The partners of ADF members were invited by email or post, depending on what contact information was provided in the nominal roll or by their ADF member. All partners were sent an invitation and a consent form. They were able to decide independently if they wished to participate in the study.
The invitation packages (both online and postal) contained the following:
an invitation to participate in the study from the chief investigator
a letter of support for the study from the DVA Repatriation Commissioner
a list of support and counselling organisations available to serving and ex serving ADF members and their families
the Australian Defence Human Research Ethics Committee’s Guidelines for Volunteers.
The Timor-Leste Family Study ethical approvals required that the sample not be contacted within two weeks of a previous contact. Individuals from the sample who had not responded (that is, neither consented to nor declined participation) two weeks after their initial invitation were sent a reminder card, by either email or post depending on how they were sent their invitation.
The phone numbers of individuals who did not respond to an email or postal reminder were given to a team of trained telephone contact staff. (The phone numbers had been obtained from the nominal rolls.) The phone team were police checked, had signed confidentiality agreements, and did not have access to participants’ questionnaire responses.
The phone team discussed the study with individuals to determine whether they had received an invitation and to explain what participation involved.
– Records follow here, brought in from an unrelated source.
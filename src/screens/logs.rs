/// Log list view: renders the in-dashboard log sink

use crossterm::event::{KeyCode, KeyModifiers};
use ratatui::{layout::Rect, Frame};

use crate::core::logbuf::LogEntry;
use crate::core::status::NodeStatus;
use crate::keys::{KeyAction, KeyHandle};
use crate::screens::{render_grid_view, View, ViewId};
use crate::theme::Theme;
use crate::widgets::{Cell, CellKind, DataGrid};

const SHORTCUTS: &[KeyHandle] = &[
    KeyHandle::new(
        "Scroll Up",
        "Up",
        KeyCode::Up,
        KeyModifiers::NONE,
        KeyAction::SelectionUp,
        false,
    ),
    KeyHandle::new(
        "Scroll Down",
        "Down",
        KeyCode::Down,
        KeyModifiers::NONE,
        KeyAction::SelectionDown,
        false,
    ),
];

pub struct LogListView {
    grid: DataGrid,
}

impl LogListView {
    pub fn new() -> Self {
        let mut grid = DataGrid::new("[Logs]");
        grid.add_column("Time", 19, CellKind::Date);
        grid.add_column("Level", 6, CellKind::Text);
        grid.add_column("Message", 0, CellKind::Text);
        Self { grid }
    }
}

impl Default for LogListView {
    fn default() -> Self {
        Self::new()
    }
}

impl View for LogListView {
    fn id(&self) -> ViewId {
        ViewId::Logs
    }

    fn shortcuts(&self) -> &[KeyHandle] {
        SHORTCUTS
    }

    fn grid_mut(&mut self) -> &mut DataGrid {
        &mut self.grid
    }

    fn reload(&mut self, _status: &NodeStatus, logs: &[LogEntry]) {
        let rows = logs
            .iter()
            .rev() // newest first
            .map(|e| {
                vec![
                    Cell::Date(e.timestamp),
                    Cell::Text(e.level.as_str().to_string()),
                    Cell::Text(e.message.clone()),
                ]
            })
            .collect();
        self.grid.set_rows(rows);
    }

    fn render(&mut self, frame: &mut Frame, area: Rect, theme: &Theme) {
        render_grid_view(&mut self.grid, None, frame, area, theme);
    }
}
The team particularly encouraged ADF members who were not MilHOP participants to consent to providing their partner’s contact details to the study team so that the number of partners invited to participate (that is, the partner sample) increased. All interactions with individuals were logged following a strict protocol.
The study team also engaged in promotional activities in order to encourage participation. Articles and posters were placed in Defence and veteran community magazines, newspapers and newsletters and on websites.
Participants could elect to complete their questionnaire online or in hard copy. Ninety-four per cent chose online completion.
The advantage for an online participant compared with a hard-copy participant was that the online questionnaire provided customised questions based on previous responses; that is, some questions were not displayed if previous responses revealed that these questions were not relevant to the participant (this included the child questionnaires).
Hard-copy questionnaires were mailed to participants on request. Two copies of each of the four to 10 years and 11 to 17 years child questionnaires were sent with every hard-copy partner questionnaire. The study team advised partners wishing to complete the questionnaire on paper and who had more than two children in the same age group to contact the team for additional copies. The child questionnaires could also be downloaded on the Timor-Leste Family Study website.
Data were analysed using the statistical analysis programs SAS 9.2, Stata 10.0 and SPSS19. Specific analyses were adjusted for age, sex and education status, as well as for Service (Navy, Army or Air Force) and rank (officer or enlisted) to account for differences in demographics between the Timor-Leste and comparison groups when assessing the effects of the Timor-Leste deployment. The demographic variables adjusted for in the analysis were chosen before analysis began; they were chosen on the basis of evidence in the literature. Because of rounding, percentages presented throughout this report might not add to 100.